La viuda, que tomaba el silencio de Angélica por atenta simpatía, continuó hablando:
—Mi marido también era verdugo. Pero en el campo no es lo mismo, porque las ejecuciones capitales se hacen en la capital de provincia. En realidad, salvo alguna vez en que daba tormento a algún ladrón, se dedicaba a despellejar animales y enterrar carroñas…
Hablaba y se sentía feliz porque siquiera una vez no la interrumpían con protestas de horror.
No había que creer que el oficio de verdugo era sencillo. La variedad de procedimientos empleados para arrancar confesiones a los reos había hecho de él un oficio muy complicado. ¡Al niño «Cuerda al Cuello» no le faltaba trabajo! Tenía que aprender a hacer saltar una cabeza de un solo golpe con la espada o el hacha, a manejar los hierros calientes, a atravesar la lengua, a colgar, a ahogar, a colocar en la rueda, a aplicar la tortura del potro, de los borceguíes y del agua, a dislocar los huesos… Aquel día Angélica dejó el plato lleno y subió rápidamente a su cuarto.
¿Sabía Raimundo el oficio del hijo de la madre Cordeau cuando envió a su hermana a alojarse a su casa? No, sin duda. Sin embargo, Angélica no pensó ni una sola vez que su marido, aunque prisionero, tuviera algún día que habérselas con el verdugo. ¡Joffrey de Peyrac era un gentilhombre! Ciertamente existía una ley o un privilegio que prohibía torturar a los nobles. Tendría que preguntárselo a Desgrez… El verdugo era para las pobres gentes, expuestas a la picota en la plaza del mercado, azotadas en las encrucijadas de las calles, ahorcadas en la plaza de la Gréve, espectáculos que proporcionaban sus mejores distracciones al pueblo bajo. Nada de eso era para Joffrey de Peyrac, descendiente de los condes de Toulouse…
Desde entonces Angélica frecuentó menos la cocina de la señora Cordeau. Se acercó a Francisca Scarron y, como después de la venta de Kuassi-Ba disponía de un poco de dinero, compraba leña para hacer una buena lumbre e invitaba a la viudita a venir a su habitación.

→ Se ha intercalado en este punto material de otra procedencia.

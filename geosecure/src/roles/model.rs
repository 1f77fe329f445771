// Copyright (c) 2024-2025 DeepGraph Inc.
// SPDX-License-Identifier: Apache-2.0
//
//! Roles, users and user groups

use serde::{Deserialize, Serialize};
use std::cmp::Ordering;
use std::collections::BTreeMap;
use std::fmt;
use std::hash::{Hash, Hasher};

/// A named authority
///
/// Two roles are the same role when their names match; properties and the
/// personalization owner do not take part in equality.
#[derive(Debug, Clone, Serialize, Deserialize)]
pub struct Role {
    name: String,
    #[serde(default)]
    user_name: Option<String>,
    #[serde(default)]
    properties: BTreeMap<String, String>,
}

impl Role {
    pub fn new(name: &str) -> Self {
        Self {
            name: name.to_string(),
            user_name: None,
            properties: BTreeMap::new(),
        }
    }

    pub fn with_property(mut self, key: &str, value: &str) -> Self {
        self.properties.insert(key.to_string(), value.to_string());
        self
    }

    pub fn name(&self) -> &str {
        &self.name
    }

    /// User this role was personalized for
    pub fn user_name(&self) -> Option<&str> {
        self.user_name.as_deref()
    }

    pub fn properties(&self) -> &BTreeMap<String, String> {
        &self.properties
    }

    pub fn property(&self, key: &str) -> Option<&str> {
        self.properties.get(key).map(String::as_str)
    }

    /// Copy of this role with empty template properties filled from the
    /// user's properties, or `None` when nothing needs filling
    pub fn personalize(&self, user: &User) -> Option<Role> {
        let mut personalized = self.clone();
        let mut changed = false;
        for (key, value) in personalized.properties.iter_mut() {
            if !value.is_empty() {
                continue;
            }
            if let Some(user_value) = user.property(key) {
                *value = user_value.to_string();
                changed = true;
            }
        }
        if !changed {
            return None;
        }
        personalized.user_name = Some(user.username().to_string());
        Some(personalized)
    }
}

impl PartialEq for Role {
    fn eq(&self, other: &Self) -> bool {
        self.name == other.name
    }
}

impl Eq for Role {}

impl Hash for Role {
    fn hash<H: Hasher>(&self, state: &mut H) {
        self.name.hash(state);
    }
}

impl PartialOrd for Role {
    fn partial_cmp(&self, other: &Self) -> Option<Ordering> {
        Some(self.cmp(other))
    }
}

impl Ord for Role {
    fn cmp(&self, other: &Self) -> Ordering {
        self.name.cmp(&other.name)
    }
}

impl fmt::Display for Role {
    fn fmt(&self, f: &mut fmt::Formatter<'_>) -> fmt::Result {
        f.write_str(&self.name)
    }
}

#[derive(Debug, Clone, PartialEq, Eq, Serialize, Deserialize)]
pub struct User {
    username: String,
    enabled: bool,
    #[serde(default)]
    properties: BTreeMap<String, String>,
}

impl User {
    pub fn new(username: &str) -> Self {
        Self {
            username: username.to_string(),
            enabled: true,
            properties: BTreeMap::new(),
        }
    }

    pub fn disabled(mut self) -> Self {
        self.enabled = false;
        self
    }

    pub fn with_property(mut self, key: &str, value: &str) -> Self {
        self.properties.insert(key.to_string(), value.to_string());
        self
    }

    pub fn username(&self) -> &str {
        &self.username
    }

    pub fn is_enabled(&self) -> bool {
        self.enabled
    }

    pub fn property(&self, key: &str) -> Option<&str> {
        self.properties.get(key).map(String::as_str)
    }
}

#[derive(Debug, Clone, PartialEq, Eq, Serialize, Deserialize)]
pub struct UserGroup {
    name: String,
    enabled: bool,
}

impl UserGroup {
    pub fn new(name: &str) -> Self {
        Self {
            name: name.to_string(),
            enabled: true,
        }
    }

    pub fn disabled(mut self) -> Self {
        self.enabled = false;
        self
    }

    pub fn name(&self) -> &str {
        &self.name
    }

    pub fn is_enabled(&self) -> bool {
        self.enabled
    }

    pub(crate) fn set_enabled(&mut self, enabled: bool) {
        self.enabled = enabled;
    }
}

#[cfg(test)]
mod tests {
    use super::*;

    #[test]
    fn test_personalize_fills_empty_templates() {
        let role = Role::new("EMPLOYEE")
            .with_property("employeeNumber", "")
            .with_property("bbox", "lookupAtRuntime");
        let user = User::new("bob")
            .with_property("employeeNumber", "4711")
            .with_property("bbox", "10,10,20,20");

        let personal = role.personalize(&user).unwrap();
        assert_eq!(personal.property("employeeNumber"), Some("4711"));
        assert_eq!(personal.property("bbox"), Some("lookupAtRuntime"));
        assert_eq!(personal.user_name(), Some("bob"));
        assert_eq!(role.property("employeeNumber"), Some(""));
        assert_eq!(role.user_name(), None);
    }

    #[test]
    fn test_personalize_without_match() {
        let role = Role::new("EMPLOYEE").with_property("employeeNumber", "");
        assert!(role.personalize(&User::new("bob")).is_none());
    }

    #[test]
    fn test_role_equality_by_name() {
        let a = Role::new("A").with_property("x", "1");
        let b = Role::new("A");
        assert_eq!(a, b);
        assert!(Role::new("A") < Role::new("B"));
    }
}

La señora Scarron, que seguía esperando que algún día el rey leería sus memoriales, salía algunas mañanas frías para ir al Louvre y volvía desesperanzada, pero cargada de un cúmulo de anécdotas de la Corte que la distraían durante todo el día. La viuda se marchó del Temple durante unos diez días, porque había encontrado un puesto de gobernanta en casa de una gran señora. Después volvió sin dar explicaciones a su vida oculta y tiritante a la sombra del recinto. A veces recibía la visita de algunas gentes de gran posición que la habían tratado cuando su marido presidía un pequeño cenáculo de ingenios. Un día, a través del tabique, Angélica reconoció la voz clarineante de Athenaida de Tonnay-Charente. Supo que la bella hija del Poitou llevaba una vida bastante agitada, pero que aún no había encontrado marido con buen título y buena pensión. Otra vez la que vino fue una mujer rubia y animada, muy hermosa a pesar de que ya se acercaba a los cuarenta. Cuando se marchaba, Angélica le oyó decir:
—¡Qué queréis, amiga! Hay que tomar el placer al día. Me da pena veros vivir en este cuarto sin lumbre, vestida con ropas pobres y usadas. No está permitida semejante miseria teniendo ojos tan bellos.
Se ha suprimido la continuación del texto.